Problem description:
Every line of the material below, from the top through the line with "defines a common", should be reproduced exactly.

Given information:
Segment Open
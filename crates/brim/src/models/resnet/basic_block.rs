//! # Basic Block for `ResNet`
//!
//! [`BasicBlock`] is the two-conv residual unit of the shallow (18, 34)
//! `ResNet` depths:
//!
//! ```text
//! y = relu(conv1(conv0(x)) + short(x))
//! ```
//!
//! [`BasicBlockMeta`] defines a common meta API for [`BasicBlock`]
//! and [`BasicBlockConfig`].

use crate::compat::conv_shape::expect_conv1d_output_size;
use crate::errors::ConfigurationError;
use crate::layers::blocks::conv_unit::{ConvUnit, ConvUnitConfig, ConvUnitMeta};
use crate::models::resnet::shortcut::ProjectionShortcutConfig;
use crate::utility::params::{ParamDescriptor, ParamInventory, RecordShapes, join_path};
use bimm_contracts::{assert_shape_contract_periodically, unpack_shape_contract};
use burn::config::Config;
use burn::module::Module;
use burn::nn::Relu;
use burn::prelude::{Backend, Tensor};

/// [`BasicBlock`] Meta trait.
pub trait BasicBlockMeta {
    /// The size of the in channels dimension.
    fn in_channels(&self) -> usize;

    /// Base filter count; also the output channels.
    fn filters(&self) -> usize;

    /// The stride of the first convolution.
    fn stride(&self) -> usize;

    /// Is the skip connection projected?
    fn has_projection_shortcut(&self) -> bool;

    /// The size of the out channels dimension.
    fn out_channels(&self) -> usize {
        self.filters()
    }

    /// Get the output resolution for a given input resolution.
    ///
    /// ``out = ceil(in / stride)``
    fn output_resolution(
        &self,
        input_resolution: [usize; 2],
    ) -> [usize; 2] {
        input_resolution.map(|size| expect_conv1d_output_size(size, 3, self.stride(), 1, 1))
    }
}

/// [`BasicBlock`] Config.
///
/// Implements [`BasicBlockMeta`].
#[derive(Config, Debug)]
pub struct BasicBlockConfig {
    /// The size of the in channels dimension.
    pub in_channels: usize,

    /// Base filter count.
    pub filters: usize,

    /// The stride of the first convolution.
    #[config(default = 1)]
    pub stride: usize,

    /// Identity skip connection when true; projection when false.
    #[config(default = "false")]
    pub shortcut: bool,

    /// Projection strides directly instead of pooling first.
    #[config(default = "true")]
    pub is_first_unit_of_first_stage: bool,

    /// Learning-rate multiplier.
    #[config(default = "1.0")]
    pub lr_multiplier: f64,
}

impl BasicBlockMeta for BasicBlockConfig {
    fn in_channels(&self) -> usize {
        self.in_channels
    }

    fn filters(&self) -> usize {
        self.filters
    }

    fn stride(&self) -> usize {
        self.stride
    }

    fn has_projection_shortcut(&self) -> bool {
        !self.shortcut
    }
}

impl BasicBlockConfig {
    /// Check that an identity shortcut is shape-preserving.
    pub fn try_validate(&self) -> Result<(), ConfigurationError> {
        if self.shortcut && (self.stride != 1 || self.in_channels != self.out_channels()) {
            return Err(ConfigurationError::InvalidBlock(format!(
                "identity shortcut requires stride 1 and matching channels; got stride {} and {} -> {}",
                self.stride,
                self.in_channels,
                self.out_channels(),
            )));
        }
        Ok(())
    }

    /// Initialize a [`BasicBlock`].
    ///
    /// # Panics
    ///
    /// If [`BasicBlockConfig::try_validate`] fails.
    pub fn init<B: Backend>(
        &self,
        device: &B::Device,
    ) -> BasicBlock<B> {
        if let Err(err) = self.try_validate() {
            panic!("{err}");
        }

        BasicBlock {
            conv0: ConvUnitConfig::new(self.in_channels, self.filters, 3)
                .with_stride(self.stride)
                .with_lr_multiplier(self.lr_multiplier)
                .init(device),
            conv1: ConvUnitConfig::new(self.filters, self.filters, 3)
                .with_act(false)
                .with_lr_multiplier(self.lr_multiplier)
                .init(device),
            short: self.has_projection_shortcut().then(|| {
                ProjectionShortcutConfig::new(self.in_channels, self.out_channels())
                    .with_stride(self.stride)
                    .with_is_first_unit_of_first_stage(self.is_first_unit_of_first_stage)
                    .with_lr_multiplier(self.lr_multiplier)
                    .init(device)
            }),
            act: Relu::new(),
        }
    }
}

/// Basic Block for `ResNet`.
///
/// Implements [`BasicBlockMeta`].
#[derive(Module, Debug)]
pub struct BasicBlock<B: Backend> {
    /// 3x3 conv with stride and ReLU.
    pub conv0: ConvUnit<B>,

    /// 3x3 conv without activation.
    pub conv1: ConvUnit<B>,

    /// Optional projection of the skip connection.
    pub short: Option<ConvUnit<B>>,

    /// Post-addition activation.
    pub act: Relu,
}

impl<B: Backend> BasicBlockMeta for BasicBlock<B> {
    fn in_channels(&self) -> usize {
        self.conv0.in_channels()
    }

    fn filters(&self) -> usize {
        self.conv1.out_channels()
    }

    fn stride(&self) -> usize {
        self.conv0.stride()
    }

    fn has_projection_shortcut(&self) -> bool {
        self.short.is_some()
    }
}

impl<B: Backend> BasicBlock<B> {
    /// Forward Pass.
    ///
    /// # Arguments
    ///
    /// - `input`: ``[batch, in_channels, in_height, in_width]``.
    ///
    /// # Returns
    ///
    /// ``[batch, out_channels, out_height, out_width]``
    pub fn forward(
        &self,
        input: Tensor<B, 4>,
    ) -> Tensor<B, 4> {
        let [batch, in_height, in_width] = unpack_shape_contract!(
            ["batch", "in_channels", "in_height", "in_width"],
            &input,
            &["batch", "in_height", "in_width"],
            &[("in_channels", self.in_channels())]
        );
        let [out_height, out_width] = self.output_resolution([in_height, in_width]);

        let identity = match &self.short {
            Some(short) => short.forward(input.clone()),
            None => input.clone(),
        };

        let x = self.conv0.forward(input);
        let x = self.conv1.forward(x);
        let x = self.act.forward(x + identity);

        assert_shape_contract_periodically!(
            ["batch", "out_channels", "out_height", "out_width"],
            &x,
            &[
                ("batch", batch),
                ("out_channels", self.out_channels()),
                ("out_height", out_height),
                ("out_width", out_width)
            ]
        );

        x
    }
}

impl<B: Backend> ParamInventory for BasicBlock<B> {
    fn collect_params(
        &self,
        prefix: &str,
        params: &mut Vec<ParamDescriptor>,
    ) {
        self.conv0.collect_params(&join_path(prefix, "conv0"), params);
        self.conv1.collect_params(&join_path(prefix, "conv1"), params);
        if let Some(short) = &self.short {
            short.collect_params(&join_path(prefix, "short"), params);
        }
    }
}

impl<B: Backend> RecordShapes for BasicBlockRecord<B> {
    fn collect_shapes(
        &self,
        prefix: &str,
        shapes: &mut Vec<(String, Vec<usize>)>,
    ) {
        self.conv0.collect_shapes(&join_path(prefix, "conv0"), shapes);
        self.conv1.collect_shapes(&join_path(prefix, "conv1"), shapes);
        if let Some(short) = &self.short {
            short.collect_shapes(&join_path(prefix, "short"), shapes);
        }
    }
}
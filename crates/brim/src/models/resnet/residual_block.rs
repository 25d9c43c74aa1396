//! # Residual Block Wrapper
//!
//! Closed dispatch over the two residual unit variants.

use crate::errors::ConfigurationError;
use crate::models::resnet::assembler::ResidualUnitSpec;
use crate::models::resnet::basic_block::{BasicBlock, BasicBlockConfig, BasicBlockMeta};
use crate::models::resnet::bottleneck_block::{
    BottleneckBlock, BottleneckBlockConfig, BottleneckBlockMeta,
};
use crate::models::resnet::stage_config::BlockType;
use crate::utility::params::{ParamDescriptor, ParamInventory, RecordShapes};
use burn::config::Config;
use burn::prelude::{Backend, Module, Tensor};

/// [`ResidualBlock`] Meta API.
pub trait ResidualBlockMeta {
    /// The number of input channels.
    fn in_channels(&self) -> usize;

    /// The number of output channels.
    fn out_channels(&self) -> usize;

    /// The stride of the unit.
    fn stride(&self) -> usize;

    /// Is the skip connection projected?
    fn has_projection_shortcut(&self) -> bool;

    /// Get the output resolution for a given input resolution.
    fn output_resolution(
        &self,
        input_resolution: [usize; 2],
    ) -> [usize; 2];
}

/// [`ResidualBlock`] Config.
#[derive(Config, Debug)]
pub enum ResidualBlockConfig {
    /// A `ResNet` [`BasicBlock`].
    Basic(BasicBlockConfig),

    /// A `ResNet` [`BottleneckBlock`].
    Bottleneck(BottleneckBlockConfig),
}

impl ResidualBlockMeta for ResidualBlockConfig {
    fn in_channels(&self) -> usize {
        match self {
            Self::Basic(config) => config.in_channels(),
            Self::Bottleneck(config) => config.in_channels(),
        }
    }

    fn out_channels(&self) -> usize {
        match self {
            Self::Basic(config) => config.out_channels(),
            Self::Bottleneck(config) => config.out_channels(),
        }
    }

    fn stride(&self) -> usize {
        match self {
            Self::Basic(config) => config.stride(),
            Self::Bottleneck(config) => config.stride(),
        }
    }

    fn has_projection_shortcut(&self) -> bool {
        match self {
            Self::Basic(config) => config.has_projection_shortcut(),
            Self::Bottleneck(config) => config.has_projection_shortcut(),
        }
    }

    fn output_resolution(
        &self,
        input_resolution: [usize; 2],
    ) -> [usize; 2] {
        match self {
            Self::Basic(config) => config.output_resolution(input_resolution),
            Self::Bottleneck(config) => config.output_resolution(input_resolution),
        }
    }
}

impl From<BasicBlockConfig> for ResidualBlockConfig {
    fn from(config: BasicBlockConfig) -> Self {
        Self::Basic(config)
    }
}

impl From<BottleneckBlockConfig> for ResidualBlockConfig {
    fn from(config: BottleneckBlockConfig) -> Self {
        Self::Bottleneck(config)
    }
}

impl From<&ResidualUnitSpec> for ResidualBlockConfig {
    fn from(spec: &ResidualUnitSpec) -> Self {
        match spec.block_type {
            BlockType::Basic => BasicBlockConfig::new(spec.in_channels, spec.filters)
                .with_stride(spec.stride)
                .with_shortcut(spec.shortcut)
                .with_is_first_unit_of_first_stage(spec.is_first_unit_of_first_stage)
                .with_lr_multiplier(spec.lr_multiplier)
                .into(),
            BlockType::Bottleneck => BottleneckBlockConfig::new(spec.in_channels, spec.filters)
                .with_stride(spec.stride)
                .with_shortcut(spec.shortcut)
                .with_is_first_unit_of_first_stage(spec.is_first_unit_of_first_stage)
                .with_lr_multiplier(spec.lr_multiplier)
                .into(),
        }
    }
}

impl ResidualBlockConfig {
    /// The unit variant.
    pub fn block_type(&self) -> BlockType {
        match self {
            Self::Basic(_) => BlockType::Basic,
            Self::Bottleneck(_) => BlockType::Bottleneck,
        }
    }

    /// Check the shortcut invariants.
    pub fn try_validate(&self) -> Result<(), ConfigurationError> {
        match self {
            Self::Basic(config) => config.try_validate(),
            Self::Bottleneck(config) => config.try_validate(),
        }
    }

    /// Initialize a [`ResidualBlock`].
    pub fn init<B: Backend>(
        &self,
        device: &B::Device,
    ) -> ResidualBlock<B> {
        match self {
            Self::Basic(config) => config.init(device).into(),
            Self::Bottleneck(config) => config.init(device).into(),
        }
    }
}

/// A `ResNet` [`BasicBlock`] or [`BottleneckBlock`] wrapper.
#[derive(Module, Debug)]
#[allow(clippy::large_enum_variant)]
pub enum ResidualBlock<B: Backend> {
    /// A `ResNet` [`BasicBlock`].
    Basic(BasicBlock<B>),

    /// A `ResNet` [`BottleneckBlock`].
    Bottleneck(BottleneckBlock<B>),
}

impl<B: Backend> From<BasicBlock<B>> for ResidualBlock<B> {
    fn from(block: BasicBlock<B>) -> Self {
        Self::Basic(block)
    }
}

impl<B: Backend> From<BottleneckBlock<B>> for ResidualBlock<B> {
    fn from(block: BottleneckBlock<B>) -> Self {
        Self::Bottleneck(block)
    }
}

impl<B: Backend> ResidualBlockMeta for ResidualBlock<B> {
    fn in_channels(&self) -> usize {
        match self {
            Self::Basic(block) => block.in_channels(),
            Self::Bottleneck(block) => block.in_channels(),
        }
    }

    fn out_channels(&self) -> usize {
        match self {
            Self::Basic(block) => block.out_channels(),
            Self::Bottleneck(block) => block.out_channels(),
        }
    }

    fn stride(&self) -> usize {
        match self {
            Self::Basic(block) => block.stride(),
            Self::Bottleneck(block) => block.stride(),
        }
    }

    fn has_projection_shortcut(&self) -> bool {
        match self {
            Self::Basic(block) => block.has_projection_shortcut(),
            Self::Bottleneck(block) => block.has_projection_shortcut(),
        }
    }

    fn output_resolution(
        &self,
        input_resolution: [usize; 2],
    ) -> [usize; 2] {
        match self {
            Self::Basic(block) => block.output_resolution(input_resolution),
            Self::Bottleneck(block) => block.output_resolution(input_resolution),
        }
    }
}

impl<B: Backend> ResidualBlock<B> {
    /// The unit variant.
    pub fn block_type(&self) -> BlockType {
        match self {
            Self::Basic(_) => BlockType::Basic,
            Self::Bottleneck(_) => BlockType::Bottleneck,
        }
    }

    /// Forward Pass.
    ///
    /// # Arguments
    ///
    /// - `input`: ``[batch, in_channels, in_height, in_width]``.
    ///
    /// # Returns
    ///
    /// ``[batch, out_channels, out_height, out_width]``
    pub fn forward(
        &self,
        input: Tensor<B, 4>,
    ) -> Tensor<B, 4> {
        match self {
            Self::Basic(block) => block.forward(input),
            Self::Bottleneck(block) => block.forward(input),
        }
    }
}

impl<B: Backend> ParamInventory for ResidualBlock<B> {
    fn collect_params(
        &self,
        prefix: &str,
        params: &mut Vec<ParamDescriptor>,
    ) {
        match self {
            Self::Basic(block) => block.collect_params(prefix, params),
            Self::Bottleneck(block) => block.collect_params(prefix, params),
        }
    }
}

impl<B: Backend> RecordShapes for ResidualBlockRecord<B> {
    fn collect_shapes(
        &self,
        prefix: &str,
        shapes: &mut Vec<(String, Vec<usize>)>,
    ) {
        match self {
            Self::Basic(record) => record.collect_shapes(prefix, shapes),
            Self::Bottleneck(record) => record.collect_shapes(prefix, shapes),
        }
    }
}

#[cfg(test)]
mod tests {
    use super::*;
    use crate::models::resnet::assembler::ResNetPlan;
    use crate::models::resnet::stage_config::{StageConfig, VariantFlag};
    use burn::backend::NdArray;
    use burn::tensor::Distribution;

    #[test]
    fn test_from_spec() {
        let config = StageConfig::new(BlockType::Bottleneck, [3, 4, 6, 3], [64, 256, 512, 1024]);
        let plan = ResNetPlan::build(&config, VariantFlag::DeepStem, &[1.0; 5]).unwrap();

        for spec in &plan.units {
            let block = ResidualBlockConfig::from(spec);
            assert_eq!(block.block_type(), BlockType::Bottleneck);
            assert_eq!(block.in_channels(), spec.in_channels);
            assert_eq!(block.out_channels(), spec.out_channels());
            assert_eq!(block.stride(), spec.stride);
            assert_eq!(block.has_projection_shortcut(), spec.has_projection_shortcut());
            assert!(block.try_validate().is_ok());
        }
    }

    #[test]
    fn test_residual_block_forward() {
        type B = NdArray<f32>;
        let device = Default::default();

        let config: ResidualBlockConfig = BasicBlockConfig::new(4, 8)
            .with_stride(2)
            .with_is_first_unit_of_first_stage(false)
            .into();
        let block: ResidualBlock<B> = config.init(&device);
        assert_eq!(block.block_type(), BlockType::Basic);
        assert_eq!(block.in_channels(), 4);
        assert_eq!(block.out_channels(), 8);
        assert_eq!(block.stride(), 2);
        assert!(block.has_projection_shortcut());
        assert_eq!(block.output_resolution([9, 9]), [5, 5]);

        let input = Tensor::random([2, 4, 9, 9], Distribution::Default, &device);
        let output = block.forward(input);
        assert_eq!(output.dims(), [2, 8, 5, 5]);

        let params = block.param_descriptors();
        let shapes: Vec<(String, Vec<usize>)> = block
            .into_record()
            .param_shapes()
            .into_iter()
            .filter(|(path, _)| !path.contains(".norm.running_"))
            .collect();
        assert_eq!(
            shapes,
            params
                .iter()
                .map(|p| (p.path.clone(), p.shape.clone()))
                .collect::<Vec<_>>()
        );
    }
}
Segment Closed
Written solution:
filename crates/brim/src/models/resnet/basic_block.rs
//! # Basic Block for `ResNet`
//!
//! [`BasicBlock`] is the two-conv residual unit of the shallow (18, 34)
//! `ResNet` depths:
//!
//! ```text
//! y = relu(conv1(conv0(x)) + short(x))
//! ```
//!
//! [`BasicBlockMeta`] defines a common meta API for [`BasicBlock`]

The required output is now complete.